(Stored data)
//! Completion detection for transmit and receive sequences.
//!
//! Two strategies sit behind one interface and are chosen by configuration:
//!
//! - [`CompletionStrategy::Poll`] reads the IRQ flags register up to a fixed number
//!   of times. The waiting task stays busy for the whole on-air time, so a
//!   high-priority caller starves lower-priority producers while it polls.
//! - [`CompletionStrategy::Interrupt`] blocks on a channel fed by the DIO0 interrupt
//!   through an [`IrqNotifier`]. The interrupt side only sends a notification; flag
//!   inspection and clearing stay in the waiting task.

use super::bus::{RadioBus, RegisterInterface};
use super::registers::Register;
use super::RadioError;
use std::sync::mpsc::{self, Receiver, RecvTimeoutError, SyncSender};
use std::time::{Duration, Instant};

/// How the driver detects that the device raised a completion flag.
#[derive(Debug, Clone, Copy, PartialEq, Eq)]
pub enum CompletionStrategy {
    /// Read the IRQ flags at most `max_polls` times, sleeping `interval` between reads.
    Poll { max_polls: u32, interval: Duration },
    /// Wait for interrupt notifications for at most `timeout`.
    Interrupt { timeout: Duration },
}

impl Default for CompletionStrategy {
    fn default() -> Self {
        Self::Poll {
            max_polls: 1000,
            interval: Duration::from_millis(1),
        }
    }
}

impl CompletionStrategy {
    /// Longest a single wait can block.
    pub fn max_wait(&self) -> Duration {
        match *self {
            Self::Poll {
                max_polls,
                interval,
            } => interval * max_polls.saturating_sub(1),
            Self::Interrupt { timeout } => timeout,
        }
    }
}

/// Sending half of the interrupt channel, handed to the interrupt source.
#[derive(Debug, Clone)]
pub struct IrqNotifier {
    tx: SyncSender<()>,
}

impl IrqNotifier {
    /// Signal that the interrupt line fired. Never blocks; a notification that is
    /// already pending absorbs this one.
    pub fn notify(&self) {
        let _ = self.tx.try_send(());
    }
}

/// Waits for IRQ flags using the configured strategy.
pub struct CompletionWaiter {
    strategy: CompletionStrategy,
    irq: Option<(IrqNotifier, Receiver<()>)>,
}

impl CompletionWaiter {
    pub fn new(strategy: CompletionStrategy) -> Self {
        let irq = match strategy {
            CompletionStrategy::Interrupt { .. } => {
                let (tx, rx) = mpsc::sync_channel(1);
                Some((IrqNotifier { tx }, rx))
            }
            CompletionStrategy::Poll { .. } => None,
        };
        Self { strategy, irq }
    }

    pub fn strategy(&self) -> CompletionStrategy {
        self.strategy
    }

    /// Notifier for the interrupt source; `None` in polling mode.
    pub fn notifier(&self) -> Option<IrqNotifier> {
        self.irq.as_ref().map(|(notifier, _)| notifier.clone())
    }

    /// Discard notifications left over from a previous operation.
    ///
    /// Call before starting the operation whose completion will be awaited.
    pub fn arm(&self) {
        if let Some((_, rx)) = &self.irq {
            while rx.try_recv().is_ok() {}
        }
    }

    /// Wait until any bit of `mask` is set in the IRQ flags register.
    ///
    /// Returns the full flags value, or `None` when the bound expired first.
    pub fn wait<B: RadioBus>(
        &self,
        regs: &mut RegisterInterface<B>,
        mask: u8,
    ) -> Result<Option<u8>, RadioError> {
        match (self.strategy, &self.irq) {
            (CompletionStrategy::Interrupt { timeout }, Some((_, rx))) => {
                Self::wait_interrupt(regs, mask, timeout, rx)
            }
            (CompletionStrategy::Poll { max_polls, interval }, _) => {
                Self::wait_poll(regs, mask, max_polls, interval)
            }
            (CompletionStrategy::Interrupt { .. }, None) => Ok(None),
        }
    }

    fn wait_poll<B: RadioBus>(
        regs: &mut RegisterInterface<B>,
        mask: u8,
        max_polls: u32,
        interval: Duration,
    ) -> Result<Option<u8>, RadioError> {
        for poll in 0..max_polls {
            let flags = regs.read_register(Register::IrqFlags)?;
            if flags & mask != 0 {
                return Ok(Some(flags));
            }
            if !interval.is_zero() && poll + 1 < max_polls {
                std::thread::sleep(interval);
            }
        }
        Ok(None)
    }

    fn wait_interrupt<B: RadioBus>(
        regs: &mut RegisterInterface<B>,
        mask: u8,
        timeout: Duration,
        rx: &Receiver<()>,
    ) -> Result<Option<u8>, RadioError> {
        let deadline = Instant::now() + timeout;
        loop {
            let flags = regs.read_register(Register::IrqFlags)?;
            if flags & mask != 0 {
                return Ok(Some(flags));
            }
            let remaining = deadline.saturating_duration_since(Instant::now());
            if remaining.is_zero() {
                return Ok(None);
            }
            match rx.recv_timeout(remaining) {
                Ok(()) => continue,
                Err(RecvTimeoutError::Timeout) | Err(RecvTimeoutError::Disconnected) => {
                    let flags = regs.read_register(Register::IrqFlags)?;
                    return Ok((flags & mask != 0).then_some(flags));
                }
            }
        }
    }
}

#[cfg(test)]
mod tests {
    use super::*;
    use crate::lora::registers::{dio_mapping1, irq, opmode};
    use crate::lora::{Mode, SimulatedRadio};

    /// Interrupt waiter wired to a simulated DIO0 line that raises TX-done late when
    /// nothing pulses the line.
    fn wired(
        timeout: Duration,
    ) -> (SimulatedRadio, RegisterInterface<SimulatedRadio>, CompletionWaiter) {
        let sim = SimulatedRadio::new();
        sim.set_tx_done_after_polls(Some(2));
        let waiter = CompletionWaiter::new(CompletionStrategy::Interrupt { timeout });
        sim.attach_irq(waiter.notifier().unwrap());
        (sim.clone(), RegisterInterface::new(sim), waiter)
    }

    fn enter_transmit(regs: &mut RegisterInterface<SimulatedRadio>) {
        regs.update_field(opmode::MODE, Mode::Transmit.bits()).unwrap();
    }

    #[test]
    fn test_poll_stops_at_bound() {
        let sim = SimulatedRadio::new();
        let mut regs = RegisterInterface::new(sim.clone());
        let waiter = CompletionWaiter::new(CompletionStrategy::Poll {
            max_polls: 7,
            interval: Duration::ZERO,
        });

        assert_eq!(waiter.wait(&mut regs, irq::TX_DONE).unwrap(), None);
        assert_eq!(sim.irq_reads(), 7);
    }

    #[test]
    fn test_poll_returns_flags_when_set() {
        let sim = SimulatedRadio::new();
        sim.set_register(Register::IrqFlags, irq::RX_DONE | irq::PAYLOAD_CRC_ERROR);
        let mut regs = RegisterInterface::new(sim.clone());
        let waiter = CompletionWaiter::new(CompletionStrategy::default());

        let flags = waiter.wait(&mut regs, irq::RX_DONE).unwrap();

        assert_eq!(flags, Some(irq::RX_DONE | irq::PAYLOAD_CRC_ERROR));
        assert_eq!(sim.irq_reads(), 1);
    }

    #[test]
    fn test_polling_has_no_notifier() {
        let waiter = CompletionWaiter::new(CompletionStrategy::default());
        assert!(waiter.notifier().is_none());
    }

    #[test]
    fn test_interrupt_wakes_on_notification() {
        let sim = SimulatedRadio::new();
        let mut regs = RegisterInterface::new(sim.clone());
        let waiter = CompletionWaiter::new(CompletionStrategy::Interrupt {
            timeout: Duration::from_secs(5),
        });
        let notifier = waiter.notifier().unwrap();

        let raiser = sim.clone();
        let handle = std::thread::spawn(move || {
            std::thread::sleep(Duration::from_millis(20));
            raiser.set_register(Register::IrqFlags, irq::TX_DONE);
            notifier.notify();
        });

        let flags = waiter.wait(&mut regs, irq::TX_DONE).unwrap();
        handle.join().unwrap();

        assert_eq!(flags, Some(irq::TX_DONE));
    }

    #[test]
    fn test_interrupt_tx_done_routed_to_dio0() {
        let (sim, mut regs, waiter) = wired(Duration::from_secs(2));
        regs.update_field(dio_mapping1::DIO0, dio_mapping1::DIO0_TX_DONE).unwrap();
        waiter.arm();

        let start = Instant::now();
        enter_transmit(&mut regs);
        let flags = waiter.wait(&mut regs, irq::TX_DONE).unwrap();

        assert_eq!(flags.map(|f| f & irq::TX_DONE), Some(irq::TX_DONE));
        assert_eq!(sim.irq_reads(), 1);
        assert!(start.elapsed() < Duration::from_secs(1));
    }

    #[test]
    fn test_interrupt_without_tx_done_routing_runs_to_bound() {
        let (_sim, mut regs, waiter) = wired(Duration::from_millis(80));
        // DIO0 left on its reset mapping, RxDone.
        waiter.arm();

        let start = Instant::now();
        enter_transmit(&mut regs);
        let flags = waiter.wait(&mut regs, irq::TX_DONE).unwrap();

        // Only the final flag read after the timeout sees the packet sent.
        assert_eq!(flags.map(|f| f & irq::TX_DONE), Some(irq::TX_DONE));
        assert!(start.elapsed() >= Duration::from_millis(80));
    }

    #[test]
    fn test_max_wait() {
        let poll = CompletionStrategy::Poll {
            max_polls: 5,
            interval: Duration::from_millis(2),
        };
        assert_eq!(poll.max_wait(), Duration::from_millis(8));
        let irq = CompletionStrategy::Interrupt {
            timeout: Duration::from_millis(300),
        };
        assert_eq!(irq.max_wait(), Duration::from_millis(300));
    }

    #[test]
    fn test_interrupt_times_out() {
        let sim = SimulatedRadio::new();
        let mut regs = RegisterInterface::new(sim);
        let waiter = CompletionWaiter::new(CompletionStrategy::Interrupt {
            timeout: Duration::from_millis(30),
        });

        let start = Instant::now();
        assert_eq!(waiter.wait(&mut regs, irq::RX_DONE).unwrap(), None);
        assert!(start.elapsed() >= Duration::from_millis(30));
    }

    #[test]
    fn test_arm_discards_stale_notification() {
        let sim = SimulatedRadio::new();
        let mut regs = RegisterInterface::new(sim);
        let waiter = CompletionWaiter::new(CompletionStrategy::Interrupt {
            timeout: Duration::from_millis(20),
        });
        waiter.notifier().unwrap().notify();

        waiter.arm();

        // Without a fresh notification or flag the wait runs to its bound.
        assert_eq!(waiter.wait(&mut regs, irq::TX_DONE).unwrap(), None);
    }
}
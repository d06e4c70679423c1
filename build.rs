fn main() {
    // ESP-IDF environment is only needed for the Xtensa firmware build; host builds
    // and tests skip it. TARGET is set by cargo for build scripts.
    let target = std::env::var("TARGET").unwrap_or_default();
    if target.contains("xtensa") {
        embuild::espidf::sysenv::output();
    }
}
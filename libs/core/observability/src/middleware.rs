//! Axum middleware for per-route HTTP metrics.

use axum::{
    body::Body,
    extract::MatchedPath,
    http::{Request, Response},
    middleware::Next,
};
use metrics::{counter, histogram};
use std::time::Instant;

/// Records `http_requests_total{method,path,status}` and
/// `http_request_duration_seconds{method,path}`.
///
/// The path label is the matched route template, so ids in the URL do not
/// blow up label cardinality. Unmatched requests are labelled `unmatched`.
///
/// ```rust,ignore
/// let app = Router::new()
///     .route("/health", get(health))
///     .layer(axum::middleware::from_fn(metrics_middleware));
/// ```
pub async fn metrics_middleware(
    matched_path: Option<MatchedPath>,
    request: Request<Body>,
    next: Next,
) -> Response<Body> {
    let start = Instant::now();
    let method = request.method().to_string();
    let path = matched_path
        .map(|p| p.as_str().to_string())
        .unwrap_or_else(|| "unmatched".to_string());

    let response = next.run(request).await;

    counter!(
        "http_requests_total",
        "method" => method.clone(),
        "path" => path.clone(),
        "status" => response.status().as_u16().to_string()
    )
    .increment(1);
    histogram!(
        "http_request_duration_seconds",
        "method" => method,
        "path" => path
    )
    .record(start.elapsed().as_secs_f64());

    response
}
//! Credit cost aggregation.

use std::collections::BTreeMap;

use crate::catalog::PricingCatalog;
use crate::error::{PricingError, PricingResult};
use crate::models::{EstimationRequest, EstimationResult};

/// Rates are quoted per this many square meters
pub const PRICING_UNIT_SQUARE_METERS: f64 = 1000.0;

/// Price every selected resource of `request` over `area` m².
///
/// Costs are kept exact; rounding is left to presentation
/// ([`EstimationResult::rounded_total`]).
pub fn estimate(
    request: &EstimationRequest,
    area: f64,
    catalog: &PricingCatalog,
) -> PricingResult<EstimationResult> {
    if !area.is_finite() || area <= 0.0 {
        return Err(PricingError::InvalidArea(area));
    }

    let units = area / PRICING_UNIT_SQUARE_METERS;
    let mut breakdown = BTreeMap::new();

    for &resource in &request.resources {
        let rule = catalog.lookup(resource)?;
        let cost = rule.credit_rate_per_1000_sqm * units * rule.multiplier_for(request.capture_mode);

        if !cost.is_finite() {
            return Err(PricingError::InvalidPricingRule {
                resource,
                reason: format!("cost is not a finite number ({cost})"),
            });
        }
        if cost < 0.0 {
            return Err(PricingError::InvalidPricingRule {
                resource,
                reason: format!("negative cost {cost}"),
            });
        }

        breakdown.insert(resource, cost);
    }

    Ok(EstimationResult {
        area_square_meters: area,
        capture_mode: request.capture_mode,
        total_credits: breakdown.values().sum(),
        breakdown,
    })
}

--

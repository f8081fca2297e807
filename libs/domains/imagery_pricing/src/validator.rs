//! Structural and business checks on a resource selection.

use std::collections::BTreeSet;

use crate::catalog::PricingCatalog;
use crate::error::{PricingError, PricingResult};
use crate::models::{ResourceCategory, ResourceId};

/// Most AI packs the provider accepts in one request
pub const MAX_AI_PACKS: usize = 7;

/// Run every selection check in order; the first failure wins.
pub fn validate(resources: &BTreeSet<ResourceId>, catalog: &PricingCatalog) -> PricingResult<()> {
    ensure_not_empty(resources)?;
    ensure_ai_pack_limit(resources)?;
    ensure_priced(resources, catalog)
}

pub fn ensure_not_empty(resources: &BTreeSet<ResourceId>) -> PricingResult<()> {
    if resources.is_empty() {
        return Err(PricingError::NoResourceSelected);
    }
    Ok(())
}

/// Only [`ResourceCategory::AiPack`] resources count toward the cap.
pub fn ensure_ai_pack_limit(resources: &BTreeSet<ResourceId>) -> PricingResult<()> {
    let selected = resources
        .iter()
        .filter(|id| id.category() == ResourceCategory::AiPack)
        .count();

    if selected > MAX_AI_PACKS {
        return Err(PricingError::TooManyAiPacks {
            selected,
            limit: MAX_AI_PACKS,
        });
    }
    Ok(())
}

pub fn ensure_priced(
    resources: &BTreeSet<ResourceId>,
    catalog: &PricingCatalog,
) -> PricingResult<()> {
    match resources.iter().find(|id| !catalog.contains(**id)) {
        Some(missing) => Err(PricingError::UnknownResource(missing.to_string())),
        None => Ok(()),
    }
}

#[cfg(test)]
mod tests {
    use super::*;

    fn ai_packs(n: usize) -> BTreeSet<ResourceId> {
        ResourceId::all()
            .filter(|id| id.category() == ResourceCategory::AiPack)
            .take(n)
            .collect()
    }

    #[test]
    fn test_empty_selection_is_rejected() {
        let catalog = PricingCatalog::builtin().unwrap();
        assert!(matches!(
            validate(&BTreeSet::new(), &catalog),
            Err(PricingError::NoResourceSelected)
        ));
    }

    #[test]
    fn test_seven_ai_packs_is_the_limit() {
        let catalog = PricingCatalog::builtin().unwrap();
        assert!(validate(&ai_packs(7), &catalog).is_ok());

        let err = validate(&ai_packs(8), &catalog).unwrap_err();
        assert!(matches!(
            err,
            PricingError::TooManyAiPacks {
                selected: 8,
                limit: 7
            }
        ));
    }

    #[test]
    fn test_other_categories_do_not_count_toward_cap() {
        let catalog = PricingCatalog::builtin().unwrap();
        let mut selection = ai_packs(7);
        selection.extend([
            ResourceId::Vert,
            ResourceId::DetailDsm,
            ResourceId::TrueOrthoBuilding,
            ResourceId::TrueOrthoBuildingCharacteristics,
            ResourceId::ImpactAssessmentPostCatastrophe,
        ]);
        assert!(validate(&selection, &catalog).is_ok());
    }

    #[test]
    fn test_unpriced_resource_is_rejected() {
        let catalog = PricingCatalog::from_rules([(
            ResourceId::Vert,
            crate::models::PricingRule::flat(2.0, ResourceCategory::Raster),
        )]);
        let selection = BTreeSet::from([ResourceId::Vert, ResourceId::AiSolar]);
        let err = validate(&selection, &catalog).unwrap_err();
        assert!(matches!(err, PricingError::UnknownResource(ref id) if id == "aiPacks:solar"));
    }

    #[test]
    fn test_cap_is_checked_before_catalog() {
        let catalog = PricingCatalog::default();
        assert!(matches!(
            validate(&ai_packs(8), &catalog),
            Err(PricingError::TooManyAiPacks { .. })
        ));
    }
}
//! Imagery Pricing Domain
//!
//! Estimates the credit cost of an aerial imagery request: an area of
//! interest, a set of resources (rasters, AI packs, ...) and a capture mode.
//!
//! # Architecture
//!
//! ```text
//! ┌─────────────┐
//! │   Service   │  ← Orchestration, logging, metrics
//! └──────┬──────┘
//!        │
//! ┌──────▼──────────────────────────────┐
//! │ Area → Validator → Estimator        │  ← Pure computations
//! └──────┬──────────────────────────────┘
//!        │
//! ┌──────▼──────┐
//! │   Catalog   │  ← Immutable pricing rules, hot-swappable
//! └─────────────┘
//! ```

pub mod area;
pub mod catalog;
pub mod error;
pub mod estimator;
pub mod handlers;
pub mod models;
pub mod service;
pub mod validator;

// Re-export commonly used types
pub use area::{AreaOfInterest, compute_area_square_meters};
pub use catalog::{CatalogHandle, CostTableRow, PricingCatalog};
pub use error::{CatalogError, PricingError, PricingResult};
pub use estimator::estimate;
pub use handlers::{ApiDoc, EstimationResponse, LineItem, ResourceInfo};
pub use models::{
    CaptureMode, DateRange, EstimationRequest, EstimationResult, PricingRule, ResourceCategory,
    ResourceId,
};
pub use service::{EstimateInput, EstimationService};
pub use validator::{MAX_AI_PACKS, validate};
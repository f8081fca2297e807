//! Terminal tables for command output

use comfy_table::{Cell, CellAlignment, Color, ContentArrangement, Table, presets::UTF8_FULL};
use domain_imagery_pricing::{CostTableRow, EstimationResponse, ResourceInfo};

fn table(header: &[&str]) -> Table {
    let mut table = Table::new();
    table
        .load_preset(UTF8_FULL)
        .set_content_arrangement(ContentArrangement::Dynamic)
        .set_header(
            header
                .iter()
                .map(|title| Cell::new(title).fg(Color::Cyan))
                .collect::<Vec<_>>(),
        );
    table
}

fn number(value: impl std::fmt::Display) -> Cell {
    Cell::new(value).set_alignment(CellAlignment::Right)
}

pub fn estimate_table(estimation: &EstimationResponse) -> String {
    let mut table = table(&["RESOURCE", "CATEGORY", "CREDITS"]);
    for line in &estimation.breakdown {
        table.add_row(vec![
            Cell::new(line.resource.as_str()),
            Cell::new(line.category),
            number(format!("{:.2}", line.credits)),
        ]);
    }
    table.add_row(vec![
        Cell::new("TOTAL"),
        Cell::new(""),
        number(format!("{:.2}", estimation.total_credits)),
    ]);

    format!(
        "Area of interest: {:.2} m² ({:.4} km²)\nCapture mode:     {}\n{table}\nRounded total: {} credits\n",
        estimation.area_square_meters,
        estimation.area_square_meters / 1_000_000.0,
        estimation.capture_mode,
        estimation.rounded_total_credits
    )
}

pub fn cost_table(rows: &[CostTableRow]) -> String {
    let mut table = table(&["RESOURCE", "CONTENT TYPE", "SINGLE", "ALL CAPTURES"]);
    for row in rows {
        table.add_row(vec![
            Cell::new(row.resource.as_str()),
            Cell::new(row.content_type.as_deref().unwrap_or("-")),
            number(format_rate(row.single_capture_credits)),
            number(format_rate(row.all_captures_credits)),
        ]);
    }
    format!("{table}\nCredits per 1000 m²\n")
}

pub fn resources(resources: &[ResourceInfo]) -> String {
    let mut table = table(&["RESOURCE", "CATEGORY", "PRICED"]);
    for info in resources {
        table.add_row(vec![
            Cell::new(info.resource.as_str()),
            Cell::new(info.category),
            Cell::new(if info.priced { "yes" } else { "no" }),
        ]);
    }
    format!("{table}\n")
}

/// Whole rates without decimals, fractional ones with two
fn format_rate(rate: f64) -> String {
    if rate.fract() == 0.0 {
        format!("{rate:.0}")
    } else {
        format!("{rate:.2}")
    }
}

| REQUIRED WORK |
Your answer should consist of all lines above that include the string "RecvTimeoutError".

| RESPONSE AREA |
use std::sync::mpsc::{self, Receiver, RecvTimeoutError, SyncSender};
                Err(RecvTimeoutError::Timeout) | Err(RecvTimeoutError::Disconnected) => {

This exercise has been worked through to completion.